À l’occasion de la Journée internationale de la liberté de la presse, la présidente de la Maison de la presse, Mireille Kanyange, alerte sur la précarité persistante des médias, malgré des avancées notables enregistrées ces dernières années dans le paysage médiatique. Face à ces défis, les différents intervenants appellent à un renforcement du soutien aux médias, en particulier aux médias privés, ainsi qu’à une amélioration des conditions de travail des journalistes.

Selon Mireille Kanyange, la précarité constitue une réalité quotidienne pour de nombreux journalistes. Elle se traduit notamment par l’instabilité des contrats de travail et une mobilité constante des professionnels, souvent contraints de changer de médias à la recherche de meilleures conditions.

À cela s’ajoutent des difficultés logistiques importantes, notamment pour accéder aux sources d’information. La pénurie de carburant complique les déplacements, affectant l’ensemble du secteur, avec un impact plus marqué sur les médias privés.
De son côté, Abdul Kassim, président du parti UPD Zigamibanga met en avant certaines évolutions positives.

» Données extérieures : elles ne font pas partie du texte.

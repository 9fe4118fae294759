//! SHACL validation of Turtle documents against the article shapes.

use crate::error::WepServerError;
use crate::AppState;
use axum::extract::rejection::JsonRejection;
use axum::routing::{get, post};
use axum::{Json, Router};
use serde::Deserialize;
use serde_json::{json, Value};
use tracing::debug;
use wep_model::vocab::{SH, XSD};
use wep_shacl::{shapes_turtle, to_turtle, validate_turtle};

pub fn create_shacl_routes() -> Router<AppState> {
    Router::new()
        .route("/validate", post(handle_validate))
        .route("/shacl/shapes", get(handle_shapes))
}

#[derive(Deserialize)]
pub struct ValidateRequest {
    rdf: Option<String>,
}

pub async fn handle_validate(
    request: Result<Json<ValidateRequest>, JsonRejection>,
) -> Result<Json<Value>, WepServerError> {
    let Json(request) = request?;
    let data = request
        .rdf
        .filter(|rdf| !rdf.trim().is_empty())
        .ok_or_else(|| WepServerError::BadRequest("No RDF data provided".to_owned()))?;

    let report = validate_turtle(&data)?;
    debug!("SHACL validation found {} violation(s)", report.results.len());
    Ok(Json(json!({
        "conforms": report.conforms(),
        "results": report.results,
        "resultsText": report.text(),
        "validationReport": to_turtle(&report.to_graph(), &[SH, XSD])?,
    })))
}

pub async fn handle_shapes() -> Result<Json<Value>, WepServerError> {
    Ok(Json(json!({ "shapes": shapes_turtle()? })))
}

Il souligne la multiplication des radios communautaires, l’émergence progressive des médias en ligne ainsi que la libération récente de journalistes emprisonnés, qu’il considère comme des signaux encourageants pour la liberté de la presse.
Cependant, il déplore un soutien insuffisant de l’État. Selon lui, les budgets alloués aux médias restent limités, réduisant leur capacité à fonctionner efficacement et à assurer une couverture complète des événements publics.
Il pointe également des difficultés d’accès à l’information, certains détenteurs de données ne communiquant pas de manière transparente. Pour son parti, ces obstacles constituent un frein au plein exercice de la liberté de la presse.
Un rôle clé pour la gouvernance et la transparence

Les organisations de la société civile partagent cette analyse. Faustin Ndikumana rappelle que les médias jouent un rôle fondamental dans le développement et la gouvernance.
Selon lui, la presse contribue à la communication gouvernementale, à l’éducation citoyenne et au contrôle de l’action publique. Elle constitue également un levier essentiel dans la lutte contre la corruption, notamment à travers les enquêtes et les dénonciations.
Malgré ce rôle central, Faustin Ndikumana s’inquiète d’une tendance à restreindre la liberté de la presse. Il évoque des cas d’emprisonnement de journalistes, le recul du journalisme d’investigation ainsi que certaines formes de censure.
Il cite notamment le refus d’organiser des débats médiatiques sur des sujets sensibles comme la pénurie de carburant. Il critique également le fonctionnement de RTNB, qu’il considère comme peu accessible à l’ensemble des acteurs politiques.